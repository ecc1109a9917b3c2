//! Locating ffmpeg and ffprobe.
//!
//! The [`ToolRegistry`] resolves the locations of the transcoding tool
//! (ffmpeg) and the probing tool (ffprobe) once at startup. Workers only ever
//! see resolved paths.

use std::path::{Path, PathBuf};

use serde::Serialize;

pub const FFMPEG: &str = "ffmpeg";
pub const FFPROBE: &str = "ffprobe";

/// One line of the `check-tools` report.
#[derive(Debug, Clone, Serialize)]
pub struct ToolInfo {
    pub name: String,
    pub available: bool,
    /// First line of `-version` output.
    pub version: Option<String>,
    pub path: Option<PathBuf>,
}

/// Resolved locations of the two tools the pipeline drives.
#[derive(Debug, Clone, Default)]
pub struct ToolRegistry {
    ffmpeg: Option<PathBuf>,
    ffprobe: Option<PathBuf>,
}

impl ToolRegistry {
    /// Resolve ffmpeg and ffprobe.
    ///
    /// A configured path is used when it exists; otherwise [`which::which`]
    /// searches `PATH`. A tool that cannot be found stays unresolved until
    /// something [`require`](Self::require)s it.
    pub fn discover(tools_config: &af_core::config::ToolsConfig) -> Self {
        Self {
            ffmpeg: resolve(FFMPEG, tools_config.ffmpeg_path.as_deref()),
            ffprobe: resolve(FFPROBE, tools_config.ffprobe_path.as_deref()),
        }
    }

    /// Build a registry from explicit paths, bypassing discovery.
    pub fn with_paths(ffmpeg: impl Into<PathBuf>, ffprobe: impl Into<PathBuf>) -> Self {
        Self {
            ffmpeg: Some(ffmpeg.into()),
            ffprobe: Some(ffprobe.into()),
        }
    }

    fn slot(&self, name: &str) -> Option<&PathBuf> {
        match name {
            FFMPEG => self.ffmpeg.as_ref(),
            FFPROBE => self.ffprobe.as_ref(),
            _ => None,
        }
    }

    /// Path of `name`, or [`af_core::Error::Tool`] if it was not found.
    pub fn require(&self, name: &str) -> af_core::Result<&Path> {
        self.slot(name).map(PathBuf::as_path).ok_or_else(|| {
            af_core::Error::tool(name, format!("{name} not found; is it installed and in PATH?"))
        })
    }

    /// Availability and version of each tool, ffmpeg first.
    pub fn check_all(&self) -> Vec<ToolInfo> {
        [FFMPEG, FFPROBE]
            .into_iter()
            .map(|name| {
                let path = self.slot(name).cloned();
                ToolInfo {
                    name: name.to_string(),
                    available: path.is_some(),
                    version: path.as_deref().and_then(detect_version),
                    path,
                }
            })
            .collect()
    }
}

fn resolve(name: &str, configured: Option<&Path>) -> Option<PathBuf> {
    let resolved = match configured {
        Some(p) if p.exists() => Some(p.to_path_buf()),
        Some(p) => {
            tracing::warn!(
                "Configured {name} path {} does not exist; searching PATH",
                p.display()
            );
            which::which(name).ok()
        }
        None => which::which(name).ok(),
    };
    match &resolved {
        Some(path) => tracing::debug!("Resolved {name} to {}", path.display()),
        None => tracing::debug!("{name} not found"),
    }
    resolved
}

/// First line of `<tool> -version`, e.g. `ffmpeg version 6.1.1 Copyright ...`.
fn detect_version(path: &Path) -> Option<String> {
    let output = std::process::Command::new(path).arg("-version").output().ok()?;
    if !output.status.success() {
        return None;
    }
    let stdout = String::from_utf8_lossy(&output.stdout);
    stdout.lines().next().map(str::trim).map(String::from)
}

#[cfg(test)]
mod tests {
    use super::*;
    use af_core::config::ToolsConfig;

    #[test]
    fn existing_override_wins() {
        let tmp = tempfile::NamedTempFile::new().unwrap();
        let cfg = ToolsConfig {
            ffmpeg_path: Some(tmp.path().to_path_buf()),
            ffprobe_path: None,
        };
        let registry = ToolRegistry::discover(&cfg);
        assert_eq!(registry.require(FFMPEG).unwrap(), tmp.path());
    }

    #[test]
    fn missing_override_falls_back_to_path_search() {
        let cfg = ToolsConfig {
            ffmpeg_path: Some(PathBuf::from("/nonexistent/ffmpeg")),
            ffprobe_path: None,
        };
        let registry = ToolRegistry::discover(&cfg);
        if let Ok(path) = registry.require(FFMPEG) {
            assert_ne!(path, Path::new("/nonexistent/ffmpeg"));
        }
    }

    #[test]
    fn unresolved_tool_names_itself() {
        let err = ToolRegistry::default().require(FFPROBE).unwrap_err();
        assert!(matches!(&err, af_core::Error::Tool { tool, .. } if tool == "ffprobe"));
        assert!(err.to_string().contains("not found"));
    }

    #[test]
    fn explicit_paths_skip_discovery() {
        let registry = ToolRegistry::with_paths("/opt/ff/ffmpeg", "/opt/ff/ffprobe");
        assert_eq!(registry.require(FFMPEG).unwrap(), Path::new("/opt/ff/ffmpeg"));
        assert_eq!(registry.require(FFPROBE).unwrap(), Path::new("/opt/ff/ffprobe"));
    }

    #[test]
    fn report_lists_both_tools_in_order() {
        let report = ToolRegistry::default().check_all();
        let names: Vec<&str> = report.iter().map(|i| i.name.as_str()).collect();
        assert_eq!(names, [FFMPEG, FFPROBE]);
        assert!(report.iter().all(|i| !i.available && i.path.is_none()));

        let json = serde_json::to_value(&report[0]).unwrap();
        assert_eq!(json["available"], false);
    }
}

--- WORK ITEM ---
Please write out the records above once more, exactly and completely.

--- OUTPUT BELOW ---
repository ecc1109a9917b3c2
//! Locating ffmpeg and ffprobe.
//!
//! The [`ToolRegistry`] resolves the locations of the transcoding tool
//! (ffmpeg) and the probing tool (ffprobe) once at startup. Workers only ever
//! see resolved paths.

use std::path::{Path, PathBuf};

use serde::Serialize;

pub const FFMPEG: &str = "ffmpeg";
pub const FFPROBE: &str = "ffprobe";

/// One line of the `check-tools` report.
#[derive(Debug, Clone, Serialize)]
pub struct ToolInfo {
    pub name: String,
    pub available: bool,
    /// First line of `-version` output.
    pub version: Option<String>,
    pub path: Option<PathBuf>,
}

/// Resolved locations of the two tools the pipeline drives.
#[derive(Debug, Clone, Default)]
pub struct ToolRegistry {
    ffmpeg: Option<PathBuf>,
    ffprobe: Option<PathBuf>,
}

impl ToolRegistry {
    /// Resolve ffmpeg and ffprobe.
    ///
    /// A configured path is used when it exists; otherwise [`which::which`]
    /// searches `PATH`. A tool that cannot be found stays unresolved until
    /// something [`require`](Self::require)s it.
    pub fn discover(tools_config: &af_core::config::ToolsConfig) -> Self {
        Self {
            ffmpeg: resolve(FFMPEG, tools_config.ffmpeg_path.as_deref()),
            ffprobe: resolve(FFPROBE, tools_config.ffprobe_path.as_deref()),
        }
    }

    /// Build a registry from explicit paths, bypassing discovery.
    pub fn with_paths(ffmpeg: impl Into<PathBuf>, ffprobe: impl Into<PathBuf>) -> Self {
        Self {
            ffmpeg: Some(ffmpeg.into()),
            ffprobe: Some(ffprobe.into()),
        }
    }

    fn slot(&self, name: &str) -> Option<&PathBuf> {
        match name {
            FFMPEG => self.ffmpeg.as_ref(),
            FFPROBE => self.ffprobe.as_ref(),
            _ => None,
        }
    }

    /// Path of `name`, or [`af_core::Error::Tool`] if it was not found.
    pub fn require(&self, name: &str) -> af_core::Result<&Path> {
        self.slot(name).map(PathBuf::as_path).ok_or_else(|| {
            af_core::Error::tool(name, format!("{name} not found; is it installed and in PATH?"))
        })
    }

    /// Availability and version of each tool, ffmpeg first.
    pub fn check_all(&self) -> Vec<ToolInfo> {
        [FFMPEG, FFPROBE]
            .into_iter()
            .map(|name| {
                let path = self.slot(name).cloned();
                ToolInfo {
                    name: name.to_string(),
                    available: path.is_some(),
                    version: path.as_deref().and_then(detect_version),
                    path,
                }
            })
            .collect()
    }
}

fn resolve(name: &str, configured: Option<&Path>) -> Option<PathBuf> {
    let resolved = match configured {
        Some(p) if p.exists() => Some(p.to_path_buf()),
        Some(p) => {
            tracing::warn!(
                "Configured {name} path {} does not exist; searching PATH",
                p.display()
            );
            which::which(name).ok()
        }
        None => which::which(name).ok(),
    };
    match &resolved {
        Some(path) => tracing::debug!("Resolved {name} to {}", path.display()),
        None => tracing::debug!("{name} not found"),
    }
    resolved
}

/// First line of `<tool> -version`, e.g. `ffmpeg version 6.1.1 Copyright ...`.
fn detect_version(path: &Path) -> Option<String> {
    let output = std::process::Command::new(path).arg("-version").output().ok()?;
    if !output.status.success() {
        return None;
    }
    let stdout = String::from_utf8_lossy(&output.stdout);
    stdout.lines().next().map(str::trim).map(String::from)
}

#[cfg(test)]
mod tests {
    use super::*;
    use af_core::config::ToolsConfig;

    #[test]
    fn existing_override_wins() {
        let tmp = tempfile::NamedTempFile::new().unwrap();
        let cfg = ToolsConfig {
            ffmpeg_path: Some(tmp.path().to_path_buf()),
            ffprobe_path: None,
        };
        let registry = ToolRegistry::discover(&cfg);
        assert_eq!(registry.require(FFMPEG).unwrap(), tmp.path());
    }

    #[test]
    fn missing_override_falls_back_to_path_search() {
        let cfg = ToolsConfig {
            ffmpeg_path: Some(PathBuf::from("/nonexistent/ffmpeg")),
            ffprobe_path: None,
        };
        let registry = ToolRegistry::discover(&cfg);
        if let Ok(path) = registry.require(FFMPEG) {
            assert_ne!(path, Path::new("/nonexistent/ffmpeg"));
        }
    }

    #[test]
    fn unresolved_tool_names_itself() {
        let err = ToolRegistry::default().require(FFPROBE).unwrap_err();
        assert!(matches!(&err, af_core::Error::Tool { tool, .. } if tool == "ffprobe"));
        assert!(err.to_string().contains("not found"));
    }

    #[test]
    fn explicit_paths_skip_discovery() {
        let registry = ToolRegistry::with_paths("/opt/ff/ffmpeg", "/opt/ff/ffprobe");
        assert_eq!(registry.require(FFMPEG).unwrap(), Path::new("/opt/ff/ffmpeg"));
        assert_eq!(registry.require(FFPROBE).unwrap(), Path::new("/opt/ff/ffprobe"));
    }

    #[test]
    fn report_lists_both_tools_in_order() {
        let report = ToolRegistry::default().check_all();
        let names: Vec<&str> = report.iter().map(|i| i.name.as_str()).collect();
        assert_eq!(names, [FFMPEG, FFPROBE]);
        assert!(report.iter().all(|i| !i.available && i.path.is_none()));

        let json = serde_json::to_value(&report[0]).unwrap();
        assert_eq!(json["available"], false);
    }
}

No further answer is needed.